═══ Task material

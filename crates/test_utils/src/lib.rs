//! Test Utilities Crate
//!
//! Provides shared test infrastructure, fixtures, and helpers for the
//! tour payments test suite.
//!
//! # Modules
//!
//! - `fixtures`: Pre-built test data for common entities
//! - `builders`: Builder patterns for test data construction
//! - `ledger`: A seeded in-memory ledger wired to a scripted gateway
//! - `database`: Database test helpers and container management
//! - `assertions`: Custom assertion helpers for domain types
//! - `generators`: Property-based test data generators

pub mod fixtures;
pub mod builders;
pub mod ledger;
pub mod database;
pub mod assertions;
pub mod generators;

pub use fixtures::*;
pub use builders::*;
pub use ledger::*;
pub use database::*;
pub use assertions::*;
pub use generators::*;
//! Gateway notification handling
//!
//! [`IpnHandler`] turns the gateway's server-to-server notifications into at
//! most one settlement per payment, however many times the gateway redelivers
//! them. The claimed outcome is never trusted: it is confirmed with the
//! gateway's validation API first, and that call happens before any row lock
//! is taken. The idempotency check is then repeated under the payment lock.
//!
//! The browser redirect that ends a checkout is handled here too. It is
//! advisory: whatever the state machine rejects is ignored, and the caller
//! always gets somewhere to send the tourist.

use serde_json::json;
use std::collections::HashMap;
use std::sync::Arc;
use tracing::{error, info, instrument, warn};

use core_kernel::{Currency, PaymentId};

use crate::error::PaymentError;
use crate::payment::{Payment, PaymentStatus};
use crate::ports::{GatewayNotification, PaymentGateway, ValidationResult};
use crate::reconciliation::{ReconciliationEngine, SettleMode, SettlementOutcome};

/// Statuses the validation API reports for a genuine payment
const VALID_STATUSES: [&str; 2] = ["valid", "validated"];

/// Statuses the checkout redirect reports for a completed payment
const REDIRECT_SUCCESS_STATUSES: [&str; 3] = ["valid", "validated", "success"];

/// What happened to a notification
#[derive(Debug, Clone)]
pub enum IpnOutcome {
    /// Validation passed and the payment was settled now
    Settled(SettlementOutcome),
    /// The payment was settled by an earlier delivery
    AlreadyProcessed(Payment),
    /// The notification did not check out, or the payment is closed
    Rejected { payment: Payment, reason: String },
}

impl IpnOutcome {
    /// True for outcomes the gateway should not redeliver
    pub fn is_accepted(&self) -> bool {
        !matches!(self, IpnOutcome::Rejected { .. })
    }

    pub fn payment(&self) -> &Payment {
        match self {
            IpnOutcome::Settled(outcome) => &outcome.payment,
            IpnOutcome::AlreadyProcessed(payment) => payment,
            IpnOutcome::Rejected { payment, .. } => payment,
        }
    }
}

/// Where to send the tourist after checkout
#[derive(Debug, Clone, Copy, PartialEq, Eq)]
pub enum RedirectOutcome {
    Success(PaymentId),
    Cancelled,
    Failure,
}

impl RedirectOutcome {
    /// Path on the frontend, relative to its base URL
    pub fn frontend_path(&self) -> String {
        match self {
            RedirectOutcome::Success(id) => format!("/success?payment_id={}", id.as_uuid()),
            RedirectOutcome::Cancelled => "/cancelled".to_string(),
            RedirectOutcome::Failure => "/failure".to_string(),
        }
    }
}

/// Validates gateway notifications and feeds them to the engine
pub struct IpnHandler {
    engine: Arc<ReconciliationEngine>,
}

impl IpnHandler {
    pub fn new(engine: Arc<ReconciliationEngine>) -> Self {
        Self { engine }
    }

    fn gateway(&self) -> &Arc<dyn PaymentGateway> {
        self.engine.gateway()
    }

    /// Processes one IPN delivery
    ///
    /// Returns `GatewayValidation` when the validation API could not be
    /// reached; the notification is stored on the payment and its status is
    /// left alone so a redelivery can complete it.
    #[instrument(skip_all)]
    pub async fn handle(
        &self,
        fields: &HashMap<String, String>,
    ) -> Result<IpnOutcome, PaymentError> {
        let notification = self.gateway().parse_notification(fields);

        let reference = required(&notification.payment_reference, "payment reference")?;
        let transaction_id = required(&notification.transaction_id, "transaction id")?.to_string();
        let payment_id: PaymentId = reference
            .parse()
            .map_err(|_| PaymentError::PaymentNotFound(reference.to_string()))?;

        let payment = self.engine.store().get_payment(payment_id).await?;
        if payment.is_settled() {
            info!(payment_id = %payment_id, "Notification already processed");
            return Ok(IpnOutcome::AlreadyProcessed(payment));
        }

        let validation_id = required(&notification.validation_id, "validation id")?;
        let validation = match self.gateway().validate(validation_id).await {
            Ok(validation) => validation,
            Err(err) => {
                warn!(payment_id = %payment_id, error = %err, "Notification validation failed, awaiting redelivery");
                let payload = json!({ "ipn": notification.raw, "error": err.to_string() });
                if let Err(store_err) = self.engine.annotate(payment_id, payload).await {
                    error!(payment_id = %payment_id, error = %store_err, "Could not store undelivered notification");
                }
                return Err(PaymentError::GatewayValidation(err.to_string()));
            }
        };

        let verdict = check_validation(
            &payment,
            &transaction_id,
            &validation,
            self.engine.currency(),
        );
        let payload = json!({ "ipn": notification.raw, "validated": validation.raw });

        self.apply(payment_id, transaction_id, verdict, payload).await
    }

    /// Applies a validated notification under the payment lock
    async fn apply(
        &self,
        payment_id: PaymentId,
        transaction_id: String,
        verdict: Result<(), String>,
        payload: serde_json::Value,
    ) -> Result<IpnOutcome, PaymentError> {
        let mut tx = self.engine.store().begin().await?;
        let mut payment = tx.lock_payment(payment_id).await?;

        match payment.status {
            PaymentStatus::Success => {
                info!(payment_id = %payment_id, "Notification already processed by a concurrent delivery");
                Ok(IpnOutcome::AlreadyProcessed(payment))
            }
            PaymentStatus::Failed | PaymentStatus::Cancelled => {
                let reason = format!("payment is already {}", payment.status);
                warn!(
                    payment_id = %payment_id,
                    status = payment.status.as_str(),
                    valid = verdict.is_ok(),
                    "Notification for a closed payment stored for review"
                );
                payment.record_payload(payload);
                tx.update_payment(&payment).await?;
                tx.commit().await?;
                Ok(IpnOutcome::Rejected { payment, reason })
            }
            PaymentStatus::Initiated | PaymentStatus::Processing => match verdict {
                Ok(()) => {
                    let outcome = self
                        .engine
                        .settle_locked(
                            &mut *tx,
                            payment,
                            Some(transaction_id),
                            Some(payload),
                            None,
                            SettleMode::Automatic,
                        )
                        .await?;
                    tx.commit().await?;
                    Ok(IpnOutcome::Settled(outcome))
                }
                Err(reason) => {
                    warn!(payment_id = %payment_id, reason = %reason, "Notification rejected");
                    let payment = self
                        .engine
                        .close_locked(&mut *tx, payment, PaymentStatus::Failed, Some(payload))
                        .await?;
                    tx.commit().await?;
                    Ok(IpnOutcome::Rejected { payment, reason })
                }
            },
        }
    }

    /// Processes the browser redirect that ends a checkout
    ///
    /// Never fails; errors are logged and the tourist is sent to the page
    /// matching the status the gateway reported.
    #[instrument(skip_all)]
    pub async fn handle_redirect(&self, fields: &HashMap<String, String>) -> RedirectOutcome {
        let notification = self.gateway().parse_notification(fields);

        let Some(payment_id) = notification
            .payment_reference
            .as_deref()
            .and_then(|reference| reference.parse::<PaymentId>().ok())
        else {
            return RedirectOutcome::Failure;
        };
        if let Err(err) = self.engine.store().get_payment(payment_id).await {
            warn!(payment_id = %payment_id, error = %err, "Redirect for unknown payment");
            return RedirectOutcome::Failure;
        }

        let status = claimed_status(&notification);
        let payload = Some(json!({ "redirect": notification.raw }));

        if REDIRECT_SUCCESS_STATUSES.contains(&status.as_str()) {
            let result = self
                .engine
                .mark_success(payment_id, notification.transaction_id.clone(), payload)
                .await;
            ignore_rejected(payment_id, "success", result.map(|_| ()));
            RedirectOutcome::Success(payment_id)
        } else if status == "cancelled" {
            let result = self.engine.mark_cancelled(payment_id, payload).await;
            ignore_rejected(payment_id, "cancelled", result.map(|_| ()));
            RedirectOutcome::Cancelled
        } else {
            let result = self.engine.mark_failed(payment_id, payload).await;
            ignore_rejected(payment_id, "failed", result.map(|_| ()));
            RedirectOutcome::Failure
        }
    }
}

fn required<'a>(value: &'a Option<String>, what: &str) -> Result<&'a str, PaymentError> {
    value
        .as_deref()
        .map(str::trim)
        .filter(|v| !v.is_empty())
        .ok_or_else(|| PaymentError::validation(format!("missing {}", what)))
}

fn claimed_status(notification: &GatewayNotification) -> String {
    notification
        .claimed_status
        .as_deref()
        .unwrap_or_default()
        .trim()
        .to_ascii_lowercase()
}

fn ignore_rejected(payment_id: PaymentId, wanted: &str, result: Result<(), PaymentError>) {
    if let Err(err) = result {
        warn!(payment_id = %payment_id, wanted, error = %err, "Redirect update ignored");
    }
}

/// Compares a validation response with the payment it claims to settle
///
/// Amounts must match exactly; the comparison is numeric, so `100.00`
/// matches `100` but `99.99996` does not match `100.00`.
pub fn check_validation(
    payment: &Payment,
    transaction_id: &str,
    validation: &ValidationResult,
    currency: Currency,
) -> Result<(), String> {
    let status = validation.status.trim().to_ascii_lowercase();
    if !VALID_STATUSES.contains(&status.as_str()) {
        return Err(format!("gateway reported status '{}'", validation.status));
    }

    if validation.transaction_id.as_deref() != Some(transaction_id) {
        return Err(format!(
            "transaction id mismatch: notified {}, validated {:?}",
            transaction_id, validation.transaction_id
        ));
    }

    let validated_currency = validation
        .currency
        .as_deref()
        .and_then(|code| code.parse::<Currency>().ok());
    if validated_currency != Some(currency) || payment.amount.currency() != currency {
        return Err(format!(
            "currency mismatch: expected {}, validated {:?}",
            currency, validation.currency
        ));
    }

    match validation.amount {
        Some(amount) if amount == payment.amount.amount() => Ok(()),
        Some(amount) => Err(format!(
            "amount mismatch: payment {}, validated {}",
            payment.amount.amount(),
            amount
        )),
        None => Err("validated amount missing or unreadable".to_string()),
    }
}
//! API middleware

use axum::{
    body::Body,
    extract::State,
    http::{Request, StatusCode},
    middleware::Next,
    response::Response,
};
use chrono::Utc;
use domain_payments::Actor;
use tracing::{info, warn};

use crate::AppState;

/// Header carrying the request id set by the router
pub const REQUEST_ID_HEADER: &str = "x-request-id";

/// Authentication middleware
///
/// Validates the bearer token and stores the resolved [`Actor`] in the
/// request extensions
pub async fn auth_middleware(
    State(state): State<AppState>,
    mut request: Request<Body>,
    next: Next,
) -> Result<Response, StatusCode> {
    let auth_header = request
        .headers()
        .get("Authorization")
        .and_then(|h| h.to_str().ok());

    let token = match auth_header.and_then(|header| header.strip_prefix("Bearer ")) {
        Some(token) => token,
        None => {
            warn!("Missing or invalid Authorization header");
            return Err(StatusCode::UNAUTHORIZED);
        }
    };

    let actor = crate::auth::validate_token(token, &state.config.jwt_secret)
        .and_then(|claims| claims.actor());

    match actor {
        Ok(actor) => {
            request.extensions_mut().insert(actor);
            Ok(next.run(request).await)
        }
        Err(e) => {
            warn!("Token validation failed: {:?}", e);
            Err(StatusCode::UNAUTHORIZED)
        }
    }
}

/// Audit logging middleware
///
/// Logs every authenticated API request with the acting user
pub async fn audit_middleware(request: Request<Body>, next: Next) -> Response {
    let method = request.method().clone();
    let uri = request.uri().clone();
    let (user_id, role) = request
        .extensions()
        .get::<Actor>()
        .map(|actor| (actor.user_id().to_string(), actor.role()))
        .unwrap_or_else(|| ("anonymous".to_string(), "none"));
    let request_id = request
        .headers()
        .get(REQUEST_ID_HEADER)
        .and_then(|v| v.to_str().ok())
        .unwrap_or("-")
        .to_string();

    let start = Utc::now();

    let response = next.run(request).await;

    let duration = Utc::now() - start;
    let status = response.status();

    info!(
        method = %method,
        uri = %uri,
        user = %user_id,
        role = role,
        request_id = %request_id,
        status = %status.as_u16(),
        duration_ms = duration.num_milliseconds(),
        "API request"
    );

    response
}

══════

Work order = Copy all lines from the listing that contain "ReconciliationEngine".

Response area =
use crate::reconciliation::{ReconciliationEngine, SettleMode, SettlementOutcome};
    engine: Arc<ReconciliationEngine>,
    pub fn new(engine: Arc<ReconciliationEngine>) -> Self {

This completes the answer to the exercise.